A good questions, I think there are arguments that can be made for both scenarios. But first we have to ask, what is the proper bar? Do we want to return the bar that starts at the given day (most likely) or the bar afterwards because this is the logical information the user can use if he would do backtesting (the opening value would have passed already).
I vote for returning the bar if the time is within the bar. This will make the overall experience much easier as the user does not have to care about seconds or minute but simply can pass a timestamp to the function. Additionally navigatable maps are made to perform this task and we don't have to perform much legwork. If you care about exact values we can add another function? or let the user manually check if the openTime == supplied time.
What is your take on it? @jurepetrovic
@KilianB I agree here. I would return the bar, "containing" the time. So for example if you have 3 bars: Bar1 from 10:00-11:00 Bar2 from 11:00-12:00 Bar3 from 12:00-13:00
getBar("10:21") --> Bar1 getBar("11:00") --> Bar2 getBar("11:59") --> Bar2
Currently when doing backtesting on multiple periods at the same time, I calculate these indexes manually. for 60 minutely indices, I add 1 hourly....
No activity for a while, so maybe this is a solved problem. I will comment anyway as I would rather the interfaces be kept lean.
Without knowing exactly what you are doing... all the dates in a bar series are strictly ordered.

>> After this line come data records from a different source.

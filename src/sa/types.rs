//! Core trait for Simulated Annealing.

use rand::Rng;
use thiserror::Error;

/// Permutation-completeness violation detected while decoding a candidate.
///
/// Candidates are produced by the engine itself (initial shuffle plus
/// neighbor moves), so any of these indicates a bug in a problem
/// implementation, not bad user input. The runner aborts the whole run on
/// the first occurrence: a corrupted trajectory makes the best-so-far
/// bookkeeping untrustworthy, so there is no partial-result salvage.
#[derive(Debug, Clone, Copy, PartialEq, Eq, Error)]
pub enum CandidateError {
    /// The candidate does not contain one token per required move.
    #[error("candidate has {actual} tokens, expected {expected}")]
    LengthMismatch { expected: usize, actual: usize },

    /// A token occurs more than once in the candidate.
    #[error("duplicate token at position {position}")]
    DuplicateToken { position: usize },

    /// A token does not name a valid move of the instance.
    #[error("token at position {position} is out of range")]
    TokenOutOfRange { position: usize },
}

/// Defines a Simulated Annealing problem over a permutation encoding.
///
/// The user implements initial-candidate construction, decoding, and
/// neighbor generation. The SA framework handles temperature management,
/// the acceptance criterion, and cooling.
///
/// # Minimization
///
/// SA minimizes the cost returned by [`decode`](SaProblem::decode). For
/// maximization, negate the cost.
///
/// # Examples
///
/// ```ignore
/// struct TspProblem { distances: Vec<Vec<f64>> }
///
/// impl SaProblem for TspProblem {
///     type Solution = Vec<usize>;
///     type Artifact = Vec<usize>;
///
///     fn initial_solution<R: Rng>(&self, rng: &mut R) -> Vec<usize> {
///         let mut tour: Vec<usize> = (0..self.distances.len()).collect();
///         tour.shuffle(rng);
///         tour
///     }
///
///     fn decode(&self, tour: &Vec<usize>) -> Result<(Vec<usize>, f64), CandidateError> {
///         let length: f64 = tour.windows(2).map(|w| self.distances[w[0]][w[1]]).sum();
///         Ok((tour.clone(), length))
///     }
///
///     fn neighbor<R: Rng>(&self, tour: &Vec<usize>, rng: &mut R) -> Vec<usize> {
///         let mut new = tour.clone();
///         let picked = rand::seq::index::sample(rng, new.len(), 2);
///         new.swap(picked.index(0), picked.index(1));
///         new
///     }
/// }
/// ```
///
/// # References
///
/// Kirkpatrick et al. (1983), Cerny (1985)
pub trait SaProblem: Send + Sync {
    /// The candidate representation: an ordered sequence of move-tokens.
    type Solution: Clone + Send;

    /// What a candidate decodes to (a schedule, a tour) for reporting.
    type Artifact: Clone + Send;

    /// Creates a random initial candidate: every valid token exactly once,
    /// shuffled uniformly.
    fn initial_solution<R: Rng>(&self, rng: &mut R) -> Self::Solution;

    /// Decodes a candidate into its artifact and scalar cost. Lower is
    /// better.
    ///
    /// A structurally invalid candidate (wrong length, duplicate or
    /// out-of-range token) must fail fast with a [`CandidateError`] rather
    /// than silently produce a wrong cost.
    fn decode(&self, solution: &Self::Solution) -> Result<(Self::Artifact, f64), CandidateError>;

    /// Generates a neighbor of the current candidate without mutating it.
    ///
    /// The move must keep the result decodable. A degenerate neighborhood
    /// (no legal move exists) returns the input unchanged; this is a
    /// defined no-op, not an error.
    fn neighbor<R: Rng>(&self, solution: &Self::Solution, rng: &mut R) -> Self::Solution;
}
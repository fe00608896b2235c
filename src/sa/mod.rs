//! Simulated Annealing (SA).
//!
//! A single-solution trajectory metaheuristic inspired by the physical
//! annealing process. Accepts worsening moves with a probability that
//! decreases over time (temperature), allowing the search to escape
//! local optima.
//!
//! The loop here is problem-agnostic: candidate construction, decoding,
//! and neighbor moves come from a [`SaProblem`] implementation, the
//! acceptance test and geometric cooling live in [`SaRunner`].
//!
//! # References
//!
//! - Kirkpatrick, Gelatt & Vecchi (1983), "Optimization by Simulated Annealing"
//! - Cerny (1985), "Thermodynamical Approach to the Travelling Salesman Problem"

mod config;
#[cfg(feature = "parallel")]
mod portfolio;
mod runner;
mod types;

pub use config::SaConfig;
#[cfg(feature = "parallel")]
pub use portfolio::run_portfolio;
pub use runner::{ProgressEvent, SaResult, SaRunner};
pub use types::{CandidateError, SaProblem};
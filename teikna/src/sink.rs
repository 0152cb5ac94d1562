//! The action sink: callbacks observing charstring interpretation.

use kurbo::Point;

use crate::charstring::Opcode;

/// Receiver for the geometric and metric events produced by interpretation.
///
/// Every method has a default. The defaults either do nothing or reduce an
/// event to a more primitive one (a line is a curve with coincident control
/// points, a flex is two curves, the three-stem forms are three stems), so
/// a sink implements only the vocabulary it cares about.
///
/// Each callback receives the opcode that produced the event, for
/// diagnostic context. Points are absolute. The sink must not assume
/// anything about the interpreter's internal state between calls, and is
/// never called after the interpreter has latched an error.
pub trait Sink {
    /// The glyph's left sidebearing. Emitted at most once per outer glyph,
    /// never during seac recursion.
    fn sidebearing(&mut self, _op: Opcode, _p: Point) {}

    /// The glyph's advance width, when the program states one.
    fn width(&mut self, _op: Opcode, _p: Point) {}

    /// A Type 2 glyph elected the font's default width. `width` is the
    /// environment's default advance, when known.
    fn default_width(&mut self, op: Opcode, width: Option<f64>) {
        if let Some(w) = width {
            self.width(op, Point::new(w, 0.0));
        }
    }

    /// A Type 2 glyph stated its width as a delta against the nominal
    /// width. `nominal` is the environment's nominal advance, when known.
    fn nominal_width_delta(&mut self, op: Opcode, nominal: Option<f64>, delta: f64) {
        if let Some(w) = nominal {
            self.width(op, Point::new(w + delta, 0.0));
        }
    }

    /// A straight segment from `p0` to `p1`.
    fn line(&mut self, op: Opcode, p0: Point, p1: Point) {
        self.curve(op, p0, p0, p1, p1);
    }

    /// A cubic segment from `p0` to `p3` with control points `p1`, `p2`.
    fn curve(&mut self, _op: Opcode, _p0: Point, _p1: Point, _p2: Point, _p3: Point) {}

    /// The current subpath closed.
    fn closepath(&mut self, _op: Opcode) {}

    /// A horizontal stem zone from `y` to `y + dy`.
    fn hstem(&mut self, _op: Opcode, _y: f64, _dy: f64) {}

    /// A vertical stem zone from `x` to `x + dx`.
    fn vstem(&mut self, _op: Opcode, _x: f64, _dx: f64) {}

    fn hstem3(&mut self, op: Opcode, y0: f64, dy0: f64, y1: f64, dy1: f64, y2: f64, dy2: f64) {
        self.hstem(op, y0, dy0);
        self.hstem(op, y1, dy1);
        self.hstem(op, y2, dy2);
    }

    fn vstem3(&mut self, op: Opcode, x0: f64, dx0: f64, x1: f64, dx1: f64, x2: f64, dx2: f64) {
        self.vstem(op, x0, dx0);
        self.vstem(op, x1, dx1);
        self.vstem(op, x2, dx2);
    }

    /// A hint-selection bitmap, one bit per declared stem. `mask` holds
    /// exactly `(nhints + 7) / 8` bytes.
    fn hintmask(&mut self, _op: Opcode, _mask: &[u8], _nhints: usize) {}

    /// A seac composition. Return `true` (the default) to let the
    /// interpreter run the standard two-glyph recursion, or `false` to
    /// handle the composition in the sink alone.
    fn seac(&mut self, _op: Opcode, _asb: f64, _adx: f64, _ady: f64, _bchar: i32, _achar: i32) -> bool {
        true
    }

    /// A flex section: two cubics joined at `p3`, plus the flex depth hint.
    #[allow(clippy::too_many_arguments)]
    fn flex(
        &mut self,
        op: Opcode,
        p0: Point,
        p1: Point,
        p2: Point,
        p3: Point,
        p4: Point,
        p5: Point,
        p6: Point,
        depth: f64,
    ) {
        let _ = depth;
        self.curve(op, p0, p1, p2, p3);
        self.curve(op, p3, p4, p5, p6);
    }
}

/// Discards every event.
impl Sink for () {}
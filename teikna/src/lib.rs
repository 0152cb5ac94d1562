//! Interpretation of PostScript Type 1 and Type 2 (CFF) charstrings.
//!
//! A charstring is a compact stack-based program that draws one glyph:
//! moves, lines, curves, hinting declarations, and, in the Type 2 and
//! multiple-master dialects, arithmetic, subroutine and blending
//! operators. [`CharstringInterp`] executes such a program and reports
//! everything it draws to a [`Sink`] — the bytecode never leaks past the
//! interpreter.
//!
//! The interpreter borrows its surroundings from a [`Program`]: local and
//! global subroutines, glyphs by name (for seac composition), the
//! multiple-master design vectors, and the font-wide advance widths. Both
//! dialects run on the same machine; [`Charstring`] tags the bytes with
//! their dialect.
//!
//! ```
//! use teikna::{Charstring, CharstringBounds, CharstringInterp, Type2Charstring};
//!
//! // 100 0 rmoveto 30 40 rlineto endchar
//! let glyph = Charstring::Type2(Type2Charstring::new(vec![239, 139, 21, 169, 179, 5, 14]));
//! let mut interp = CharstringInterp::<()>::new(None, None);
//! let mut bounds = CharstringBounds::new();
//! interp.run(&glyph, &mut bounds).unwrap();
//! let rect = bounds.bounds().unwrap();
//! assert_eq!((rect.x1, rect.y1), (130.0, 40.0));
//! ```

#![forbid(unsafe_code)]

mod charstring;
mod encoding;
mod error;
mod interp;
mod metrics;
mod program;
mod sink;
mod stack;
#[cfg(test)]
pub(crate) mod testing;

pub use charstring::{Charstring, Opcode, Type1Charstring, Type2Charstring};
pub use encoding::{standard_encoding, STANDARD_ENCODING};
pub use error::Error;
pub use interp::{CharstringInterp, MAX_SUBR_DEPTH};
pub use kurbo::Point;
pub use metrics::CharstringBounds;
pub use program::Program;
pub use sink::Sink;
pub use stack::{PS_STACK_SIZE, SCRATCH_SIZE, STACK_SIZE};
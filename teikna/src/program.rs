//! Read-only view of the font a charstring runs inside.

use crate::charstring::Charstring;

/// The font-level context consulted during interpretation.
///
/// Every method is defaulted so a trivial environment (a standalone
/// charstring, a test) needs no boilerplate; a full font implements the
/// lot. Interpretation borrows the environment immutably. The single
/// mutation path, [`write_norm_design_vector`], is reached only when
/// [`writable_vectors`] answers `true`; implementors that support it use
/// interior mutability and serialize access themselves.
///
/// [`write_norm_design_vector`]: Program::write_norm_design_vector
/// [`writable_vectors`]: Program::writable_vectors
pub trait Program {
    /// Local subroutine `n`, as referenced by `callsubr`.
    fn subr(&self, n: i32) -> Option<&Charstring> {
        let _ = n;
        None
    }

    /// Global subroutine `n`, as referenced by the Type 2 `callgsubr`.
    fn gsubr(&self, n: i32) -> Option<&Charstring> {
        let _ = n;
        None
    }

    /// Glyph lookup by name, used to resolve seac components through the
    /// Adobe Standard Encoding.
    fn glyph_by_name(&self, name: &str) -> Option<&Charstring> {
        let _ = name;
        None
    }

    /// The normalized design vector of a multiple-master font.
    fn norm_design_vector(&self) -> Option<Vec<f64>> {
        None
    }

    /// The user-space design vector of a multiple-master font.
    fn design_vector(&self) -> Option<Vec<f64>> {
        None
    }

    /// Whether `store` may write into the weight and normalized design
    /// vectors.
    fn writable_vectors(&self) -> bool {
        false
    }

    /// Overwrites `cells.len()` entries of the normalized design vector
    /// starting at `offset`, growing it as needed.
    fn write_norm_design_vector(&self, offset: usize, cells: &[f64]) {
        let _ = (offset, cells);
    }

    /// The font-wide default (`nominal == false`) or nominal
    /// (`nominal == true`) horizontal advance consulted by Type 2 width
    /// handling. `None` means the font does not state one.
    fn global_width_x(&self, nominal: bool) -> Option<f64> {
        let _ = nominal;
        None
    }
}

/// The empty environment: no subroutines, no glyphs, no vectors.
impl Program for () {}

A simple binary search over a large bar series (I used one with ~2.5 million bars) takes fractions of millis. "I'm thinking of a number from one to the number of bars since Jan 1, 1970"
This is not tested well at all, but here is the idea... returning a Bar instead of an index is trivial
public static int barSeriesIndexOf(BarSeries bs, ZonedDateTime dateTime) {
//perhaps use getBegin/End index here; I don't get "removed bars" so I will let someone else fix this
if ( dateTime.isBefore(bs.getFirstBar().getBeginTime()) ) {
return -1;
}
if ( dateTime.isAfter(bs.getLastBar().getEndTime()) ) {
return -1;
}
return barSeriesIndexOf(bs, dateTime, 0, bs.getBarCount() - 1);
}
public static int barSeriesIndexOf(BarSeries bs, ZonedDateTime dateTime, int startIndex, int endIndex) {
int middleIndex = startIndex + endIndex / 2;
Bar bar = bs.getBar(middleIndex);
if ( bar.inPeriod(dateTime) ) {
return middleIndex;
}
else if ( dateTime.isBefore(bar.getBeginTime()) ) {
return barSeriesIndexOf(bs, dateTime, startIndex, middleIndex - 1);
}
else if ( dateTime.isAfter(bar.getEndTime()) ) {
return barSeriesIndexOf(bs, dateTime, middleIndex + 1, endIndex);
}
return -1;
}
I also thought about a map based time series implementation and this is a very welcome feature!
@team172011 Can you please tell the advantages when using "time indexed" BarSeries
instead of an "index based" BarSeries
? For the caching (https://github.com/ta4j/ta4j/pull/907https://github.com/ta4j/ta4j/pull/907), it makes sense to have something like Map<ZonedDateTime, T>
, but it's not fully clear for me why to use "time indexed" BarSeries
.